Segment Start: Data provided

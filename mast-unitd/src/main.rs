//! MAST Unit Server
//!
//! REST API daemon for one MAST observatory unit: switches the unit's
//! power outlets and keeps the PlaneWave solver server available.
//!
//! # Configuration
//!
//! The unit configuration is assembled from built-in defaults, the site
//! file (`mast.toml`) and the host file (`<unit>.toml`, next to the site
//! file). The unit name comes from `--unit`, `MAST_UNIT` or the host name.

mod api;
mod config;
mod hardware;
mod logging;
mod shutdown;

use anyhow::{anyhow, Context, Result};
use api::AppState;
use clap::Parser;
use config::RuntimeConfig;
use hardware::{connection, PowerManager, SolverSupervisor};
use mast_core::config::{normalize_unit_name, unit_name_from_env};
use mast_core::{default_config_path, MastError};
use std::path::PathBuf;
use std::sync::Arc;
use tracing::{error, info, warn};

/// MAST Unit API Server
#[derive(Parser, Debug)]
#[command(name = "mast-unitd")]
#[command(version, about = "MAST Unit API Server", long_about = None)]
struct Args {
    /// Path to the site configuration file
    #[arg(short, long, env = "MAST_CONFIG")]
    config: Option<PathBuf>,

    /// Unit name (defaults to MAST_UNIT, then the host name)
    #[arg(short, long)]
    unit: Option<String>,

    /// Server bind address (defaults to server.listen_on)
    #[arg(short, long)]
    bind: Option<String>,

    /// Server port (defaults to server.port)
    #[arg(short, long)]
    port: Option<u16>,

    /// Enable verbose logging
    #[arg(short, long)]
    verbose: bool,

    /// Enable mock mode (simulated power switch, solver not launched)
    #[arg(long)]
    mock: bool,

    /// Do not adopt or launch the solver at startup
    #[arg(long)]
    no_solver: bool,
}

#[tokio::main]
async fn main() -> Result<()> {
    let args = Args::parse();

    let unit = args
        .unit
        .as_deref()
        .and_then(normalize_unit_name)
        .or_else(unit_name_from_env)
        .ok_or_else(|| anyhow!("Cannot determine the unit name; pass --unit or set MAST_UNIT"))?;

    // Determine config path: CLI flag / env var > default
    let config_path = args.config.clone().unwrap_or_else(default_config_path);

    // Step 1: Load configuration
    let runtime_config = RuntimeConfig::load(&config_path, &unit)
        .await
        .with_context(|| format!("Failed to load configuration for unit '{}'", unit))?;
    let unit_config = runtime_config.unit_config().clone();

    // Step 2: Initialize tracing, now that the log level is known
    let _log_guard = logging::init_tracing(
        args.verbose,
        unit_config.global.log_level,
        &unit_config.global.top_folder,
    );

    info!("MAST Unit Server starting for unit '{}'...", unit);
    info!("Configuration file: {}", config_path.display());
    for source in runtime_config.sources() {
        info!("  loaded: {}", source);
    }

    // Step 3: Validate
    match runtime_config.validate() {
        Ok(warnings) => {
            for warning in warnings {
                warn!("Configuration: {}", warning);
            }
            info!("Configuration validated successfully");
        }
        Err(MastError::Validation(errors)) => {
            for e in &errors {
                error!("Configuration: {}", e);
            }
            error!(
                "Configuration validation failed with {} error(s)",
                errors.len()
            );
            std::process::exit(1);
        }
        Err(e) => return Err(e.into()),
    }

    let port = args.port.unwrap_or(unit_config.server.port);
    let bind = args
        .bind
        .clone()
        .unwrap_or_else(|| unit_config.server.listen_on.clone());
    let bind_addr = format!("{}:{}", bind, port);

    // Step 4: Hardware
    let switch = connection::power_switch(&unit_config.power_switch, args.mock);
    let power = Arc::new(PowerManager::new(&unit_config, switch));

    let solver = Arc::new(SolverSupervisor::new(
        unit_config.solver.clone(),
        unit_config.global.top_folder.clone(),
    ));
    if args.mock || args.no_solver {
        info!("Solver supervision skipped");
    } else {
        match solver.start().await {
            Ok(origin) => info!("Solver at {}: {:?}", solver.endpoint(), origin),
            Err(e) => error!("Solver not available: {}", e),
        }
    }

    // Step 5: Create application state
    let app_state = AppState::new(Arc::new(runtime_config), power, solver, args.mock);
    let state_for_shutdown = app_state.clone();

    // Set up API router
    let app = api::create_router(app_state);

    // Start server
    info!("Starting server on {}", bind_addr);
    let listener = tokio::net::TcpListener::bind(&bind_addr)
        .await
        .with_context(|| format!("Failed to bind {}", bind_addr))?;

    info!("MAST Unit API Server listening on {}", bind_addr);
    info!("Server ready!");

    // Run server with graceful shutdown
    axum::serve(listener, app)
        .with_graceful_shutdown(async move {
            shutdown::shutdown_signal().await;
            shutdown::release_resources(&state_for_shutdown).await;
        })
        .await?;

    info!("Server shutdown complete");
    Ok(())
}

Segment End: Data provided

## What is expected
The answer consists solely of the lines from the one containing "errors.len()" through the last line of the data above, reproduced exactly.

## Answer below
                errors.len()
            );
            std::process::exit(1);
        }
        Err(e) => return Err(e.into()),
    }

    let port = args.port.unwrap_or(unit_config.server.port);
    let bind = args
        .bind
        .clone()
        .unwrap_or_else(|| unit_config.server.listen_on.clone());
    let bind_addr = format!("{}:{}", bind, port);

    // Step 4: Hardware
    let switch = connection::power_switch(&unit_config.power_switch, args.mock);
    let power = Arc::new(PowerManager::new(&unit_config, switch));

    let solver = Arc::new(SolverSupervisor::new(
        unit_config.solver.clone(),
        unit_config.global.top_folder.clone(),
    ));
    if args.mock || args.no_solver {
        info!("Solver supervision skipped");
    } else {
        match solver.start().await {
            Ok(origin) => info!("Solver at {}: {:?}", solver.endpoint(), origin),
            Err(e) => error!("Solver not available: {}", e),
        }
    }

    // Step 5: Create application state
    let app_state = AppState::new(Arc::new(runtime_config), power, solver, args.mock);
    let state_for_shutdown = app_state.clone();

    // Set up API router
    let app = api::create_router(app_state);

    // Start server
    info!("Starting server on {}", bind_addr);
    let listener = tokio::net::TcpListener::bind(&bind_addr)
        .await
        .with_context(|| format!("Failed to bind {}", bind_addr))?;

    info!("MAST Unit API Server listening on {}", bind_addr);
    info!("Server ready!");

    // Run server with graceful shutdown
    axum::serve(listener, app)
        .with_graceful_shutdown(async move {
            shutdown::shutdown_signal().await;
            shutdown::release_resources(&state_for_shutdown).await;
        })
        .await?;

    info!("Server shutdown complete");
    Ok(())
}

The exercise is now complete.